Biography
Back in 1998 I started studying painting with Sergio Bazán, thanks to a fellowship given to me by the Fundación Antorchas. I studied Arts and Literature in the UBA. Poetry with Arturo Carrera. Individual exhibitions: Galería Cecilia Caballero, 2001; Galería Dabbah-Torrejón, 2004, Kravets Wehby, New York, USA, 2005, Rhys Gallery, Boston, USA, 2007. Antorchas fellowship in 2002. In 2005 I attended the artist residency of the Skowhegan School of Painting and Sculpture, Maine, USA, and in 2006, the Atlantic Center for the Arts, Florida, USA.
Vision of art
1. Choose a work that represents you, describe it in relation to its format and materiality, its relation with time and space, its style and theme; detail its production process.
Since always, I work using a variety of sources, realities, and the connections between them.
In the beginning, this was expressed in three ways: installation strategies that consisted on hanging many paintings and the way in which they interacted. More than composing, I tried to fragment each painting using its closeness or proximity with the next one.
Second, when dealing with paintings that described the same mimetic scene, I would put hidded elements that questioned the integrity of the represented scene. For example, figures that were not posing.
Third, the scene itself seems to provoke the question: "Why did she decide to paint this?" Captured moments may be seen as trivial or dramatic, and the painting does not let you figure out which one is it.

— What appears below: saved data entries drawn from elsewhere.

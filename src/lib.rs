//! Facade crate for the livability engine.
//!
//! This crate re-exports the core domain types and exposes the networked
//! providers, aggregator and batch orchestrator behind the `data` feature.

#![forbid(unsafe_code)]

pub use livability_core::{
    BatchError, Coordinate, CoordinateError, GeocodeOutcome, GeocodedAddress, LocationOutcome,
    LocationResult, PlaceSearchFragment, PoiBundle, PoiCategory, PoiItem, PoiSource, PoiStatus,
    Rating, RatingBand, RatingWeights, ResolvedLocation, SearchRadius, SearchRadiusError,
    TagQueryFragment, distance_meters, rate,
};

#[cfg(feature = "data")]
pub use livability_data::{
    BatchProcessor, GeocodeProvider, PlaceSearchProvider, PoiAggregator, RateLimiter,
    TagQueryProvider, TransportError, TtlCache,
};
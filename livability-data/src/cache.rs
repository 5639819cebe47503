//! In-memory cache with lazy time-to-live expiry.
//!
//! Entries are checked against the TTL when read and are never swept, so
//! memory grows with the number of distinct keys for the life of the
//! process. Each provider owns one cache.

use std::collections::HashMap;
use std::sync::{Mutex, PoisonError};
use std::time::Duration;

use livability_core::{Coordinate, SearchRadius};
use tokio::time::Instant;

/// Default entry lifetime: 24 hours.
pub const DEFAULT_TTL: Duration = Duration::from_secs(24 * 60 * 60);

#[derive(Debug)]
struct Entry<V> {
    value: V,
    stored_at: Instant,
}

/// Thread-safe string-keyed cache whose entries expire after a fixed TTL.
///
/// # Examples
///
/// ```
/// use livability_data::TtlCache;
///
/// let cache = TtlCache::new();
/// cache.put("fsq_50.0880,14.4208,1000", 3_u32);
/// assert_eq!(cache.get("fsq_50.0880,14.4208,1000"), Some(3));
/// assert_eq!(cache.get("osm_50.0880,14.4208,1000"), None);
/// ```
#[derive(Debug)]
pub struct TtlCache<V> {
    ttl: Duration,
    entries: Mutex<HashMap<String, Entry<V>>>,
}

impl<V: Clone> TtlCache<V> {
    /// Create a cache with the default 24 hour TTL.
    #[must_use]
    pub fn new() -> Self {
        Self::with_ttl(DEFAULT_TTL)
    }

    /// Create a cache with a custom TTL.
    #[must_use]
    pub fn with_ttl(ttl: Duration) -> Self {
        Self {
            ttl,
            entries: Mutex::new(HashMap::new()),
        }
    }

    /// Entry lifetime.
    #[must_use]
    pub const fn ttl(&self) -> Duration {
        self.ttl
    }

    /// Return the value stored under `key` unless it is missing or older
    /// than the TTL.
    #[must_use]
    pub fn get(&self, key: &str) -> Option<V> {
        let entries = self.entries.lock().unwrap_or_else(PoisonError::into_inner);
        entries
            .get(key)
            .filter(|entry| entry.stored_at.elapsed() <= self.ttl)
            .map(|entry| entry.value.clone())
    }

    /// Store `value` under `key`, replacing any previous entry.
    pub fn put(&self, key: impl Into<String>, value: V) {
        let mut entries = self.entries.lock().unwrap_or_else(PoisonError::into_inner);
        entries.insert(
            key.into(),
            Entry {
                value,
                stored_at: Instant::now(),
            },
        );
    }

    /// Number of stored entries, expired ones included.
    #[must_use]
    pub fn len(&self) -> usize {
        self.entries
            .lock()
            .unwrap_or_else(PoisonError::into_inner)
            .len()
    }

    /// Whether nothing has been stored yet.
    #[must_use]
    pub fn is_empty(&self) -> bool {
        self.len() == 0
    }
}

impl<V: Clone> Default for TtlCache<V> {
    fn default() -> Self {
        Self::new()
    }
}

/// Build the cache key `"<namespace>_<lat:4dp>,<lon:4dp>,<radius>"`.
///
/// # Examples
///
/// ```
/// use livability_core::{Coordinate, SearchRadius};
/// use livability_data::cache::cache_key;
///
/// # fn main() -> Result<(), Box<dyn std::error::Error>> {
/// let key = cache_key("fsq", Coordinate::new(50.088_04, 14.420_76)?, SearchRadius::new(500)?);
/// assert_eq!(key, "fsq_50.0880,14.4208,500");
/// # Ok(())
/// # }
/// ```
#[must_use]
pub fn cache_key(namespace: &str, centre: Coordinate, radius: SearchRadius) -> String {
    format!("{namespace}_{},{radius}", centre.cache_fragment())
}
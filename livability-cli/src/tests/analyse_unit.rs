//! Unit tests for running the analyse command against stub upstreams.

use super::helpers::{ENDPOINT, PRAGUE, StubBackendBuilder};
use super::*;
use crate::analyse::{AnalyseArgs, AnalyseConfig, execute_analyse, write_report};
use livability_core::{BatchError, LocationResult};
use rstest::{fixture, rstest};
use serde_json::Value;

#[fixture]
fn config() -> AnalyseConfig {
    AnalyseConfig::try_from(AnalyseArgs {
        addresses: vec![PRAGUE.to_owned(), "Atlantis".to_owned()],
        overpass_endpoints: vec![ENDPOINT.to_owned()],
        geocode_interval_ms: Some(0),
        ..AnalyseArgs::default()
    })
    .expect("config should build")
}

fn report_json(results: &[LocationResult]) -> Value {
    let mut buffer = Vec::new();
    write_report(&mut buffer, results).expect("report should write");
    serde_json::from_slice(&buffer).expect("report is JSON")
}

#[rstest]
fn resolved_addresses_are_rated(config: AnalyseConfig) {
    let results = execute_analyse(&config, &StubBackendBuilder).expect("batch should run");

    let json = report_json(&results);
    let entries = json["results"].as_array().expect("results array");
    assert_eq!(entries.len(), 2);

    let prague = &entries[0];
    assert_eq!(prague["address"], PRAGUE);
    assert_eq!(prague["status"], "success");
    assert_eq!(prague["data"]["poi_status"], "available");
    let rating = prague["rating"].as_f64().expect("numeric rating");
    assert!((rating - 1.3).abs() < 1e-9, "rating {rating}");
    assert_eq!(prague["rating_band"], "weak");
}

#[rstest]
fn unresolved_addresses_carry_no_rating(config: AnalyseConfig) {
    let results = execute_analyse(&config, &StubBackendBuilder).expect("batch should run");

    let json = report_json(&results);
    let missing = &json["results"][1];
    assert_eq!(missing["status"], "not_found");
    assert_eq!(missing["message"], "address not found");
    assert!(missing.get("rating").is_none());
    assert!(missing.get("rating_band").is_none());
    assert!(missing.get("data").is_none());
}

#[rstest]
fn blank_addresses_reject_the_batch(mut config: AnalyseConfig) {
    config.addresses.push("   ".to_owned());

    let err = execute_analyse(&config, &StubBackendBuilder).expect_err("blank address");
    match err {
        CliError::InvalidBatch(BatchError::BlankAddress { index }) => assert_eq!(index, 2),
        other => panic!("expected InvalidBatch, found {other:?}"),
    }
}

#[rstest]
fn report_ends_with_a_newline(config: AnalyseConfig) {
    let results = execute_analyse(&config, &StubBackendBuilder).expect("batch should run");
    let mut buffer = Vec::new();

    write_report(&mut buffer, &results).expect("report should write");

    assert_eq!(buffer.last(), Some(&b'\n'));
    assert!(buffer.starts_with(b"{\n  \"results\""));
}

I've recently made what I call ‘chaotic universes’, but obsessively controlled. I'm interested in collapsing different historical periods. Generally, it's difficult to notice where do the chosen images come from.

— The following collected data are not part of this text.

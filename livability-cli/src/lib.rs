//! Command-line interface for batch livability analysis.
#![forbid(unsafe_code)]

use clap::{Parser, Subcommand};

mod analyse;
mod error;

pub use error::CliError;

use analyse::AnalyseArgs;

pub(crate) const ARG_ADDRESS: &str = "address";
pub(crate) const ARG_ADDRESSES_FILE: &str = "addresses-file";
pub(crate) const ARG_RADIUS: &str = "radius";
pub(crate) const ARG_FOURSQUARE_API_KEY: &str = "foursquare-api-key";
pub(crate) const ARG_NOMINATIM_URL: &str = "nominatim-url";
pub(crate) const ARG_OVERPASS_ENDPOINT: &str = "overpass-endpoint";
pub(crate) const ARG_GEOCODE_INTERVAL_MS: &str = "geocode-interval-ms";
pub(crate) const ENV_ADDRESSES: &str = "LIVABILITY_CMDS_ANALYSE_ADDRESSES";

/// Run the livability CLI with the current process arguments and environment.
///
/// # Errors
///
/// Returns [`CliError`] when arguments or configuration are invalid, an
/// upstream client cannot be built, or the results cannot be written.
pub fn run() -> Result<(), CliError> {
    let cli = Cli::try_parse().map_err(CliError::ArgumentParsing)?;
    match cli.command {
        Command::Analyse(args) => analyse::run_analyse(args),
    }
}

#[derive(Debug, Parser)]
#[command(
    name = "livability",
    about = "Geocode addresses and rate their surroundings",
    version
)]
struct Cli {
    #[command(subcommand)]
    command: Command,
}

#[derive(Debug, Subcommand)]
enum Command {
    /// Geocode a batch of addresses, gather nearby POIs and rate each one.
    Analyse(AnalyseArgs),
}

#[cfg(test)]
mod tests;
impl TagQueryFragment {
    /// Bucket classified items and rank each bucket, keeping `limit` per
    /// category. Items in categories this fragment does not cover are
    /// ignored.
    #[must_use]
    pub fn from_items<I>(items: I, limit: usize) -> Self
    where
        I: IntoIterator<Item = PoiItem>,
    {
        let (transport, schools): (Vec<_>, Vec<_>) = items
            .into_iter()
            .filter(|item| matches!(item.category, PoiCategory::Transport | PoiCategory::Schools))
            .partition(|item| item.category == PoiCategory::Transport);
        Self {
            transport: rank_nearest(transport, limit),
            schools: rank_nearest(schools, limit),
        }
    }

    /// Whether every category is empty.
    #[must_use]
    pub fn is_empty(&self) -> bool {
        self.transport.is_empty() && self.schools.is_empty()
    }
}

/// POIs around one coordinate, grouped by category.
///
/// Every category is always present, possibly empty. Sequences are sorted
/// by ascending distance. A bundle is read-only once merged.
///
/// # Examples
///
/// ```
/// use livability_core::{PlaceSearchFragment, PoiBundle, PoiCategory, TagQueryFragment};
///
/// let bundle = PoiBundle::merge(PlaceSearchFragment::default(), TagQueryFragment::default());
/// assert_eq!(bundle.count(PoiCategory::Transport), 0);
/// assert_eq!(bundle.total(), 0);
/// ```
#[derive(Debug, Clone, Default, PartialEq, Eq)]
#[cfg_attr(feature = "serde", derive(serde::Serialize, serde::Deserialize))]
pub struct PoiBundle {
    transport: Vec<PoiItem>,
    schools: Vec<PoiItem>,
    shops: Vec<PoiItem>,
    hospitals: Vec<PoiItem>,
    services: Vec<PoiItem>,
}

impl PoiBundle {
    /// Combine the two provider fragments.
    ///
    /// Transport and schools come only from `tags`; shops, hospitals and
    /// services come only from `places`. Each category is re-sorted nearest
    /// first, keeping the fragment's order among equal distances.
    #[must_use]
    pub fn merge(places: PlaceSearchFragment, tags: TagQueryFragment) -> Self {
        Self {
            transport: nearest_first(tags.transport),
            schools: nearest_first(tags.schools),
            shops: nearest_first(places.shops),
            hospitals: nearest_first(places.hospitals),
            services: nearest_first(places.services),
        }
    }

    /// Items in `category`, nearest first.
    #[must_use]
    pub fn get(&self, category: PoiCategory) -> &[PoiItem] {
        match category {
            PoiCategory::Transport => &self.transport,
            PoiCategory::Schools => &self.schools,
            PoiCategory::Shops => &self.shops,
            PoiCategory::Hospitals => &self.hospitals,
            PoiCategory::Services => &self.services,
        }
    }

    /// Number of items in `category`.
    #[must_use]
    pub fn count(&self, category: PoiCategory) -> usize {
        self.get(category).len()
    }

    /// Per-category item counts in bundle order.
    #[must_use]
    pub fn counts(&self) -> [(PoiCategory, usize); 5] {
        PoiCategory::ALL.map(|category| (category, self.count(category)))
    }

    /// Total number of items across all categories.
    #[must_use]
    pub fn total(&self) -> usize {
        PoiCategory::ALL
            .iter()
            .map(|category| self.count(*category))
            .sum()
    }

    /// Whether every category is empty.
    #[must_use]
    pub fn is_empty(&self) -> bool {
        self.total() == 0
    }

    /// Iterate over `(category, items)` pairs in bundle order.
    #[must_use]
    pub fn iter(&self) -> impl Iterator<Item = (PoiCategory, &[PoiItem])> + '_ {
        PoiCategory::ALL
            .into_iter()
            .map(move |category| (category, self.get(category)))
    }
}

Do they come from magazines, movie stills, other paintings? In the same way, I juxtapose different historical moments so as to create confussion regarding the nature of the story. Ironically I create an effect of explosion, using the traditional collage technique and composition. As a matter of fact, I group together pieces on a frame, but the objective, I hope, is a radical explosion of any possible totalness.
2. In general terms, how would you suggest to approach your work?
I would like my paintings to be thought of as a train, a trajectory along which I find things that lead me to the next station.
3. In reference to your work and your position in the national and international art fields, what tradition do you recognize yourself in? Who are your contemporary referents? What artists of previous generations are of interest to you?
I'm interested in all the realistic painting tradition, but since I'm no art scholar, my trajectory is almost popular, like someone doing a tour across the works of the genii.
Capussotto, Sergio Bazán's eye, the music by Mary Claire Byztwa, the work by James Hyde.
4. Choose works or exhibitions from the last ten or fifteen years which in your opinion were very significant and explain why
I choose "Fabricantes unidos" (United manufacturers), By Eduardo Navarro, in Once. I loved the irony of the sculpture as a hard, ridiculous, meaningless pudding. Useless, for you couldn't even eat it.
I also choose a video called "Burrita oscura" (Dark little donkey), by Marcelo Galindo and Marisa Rubio. Although the mounting was absolutely surreal, I felt it was a representation of how it felt to be living in Argentina back then, despite the fact that, actually, all shots were taken in Bolivia. That gave me a great deal of pleasure, they have found an image!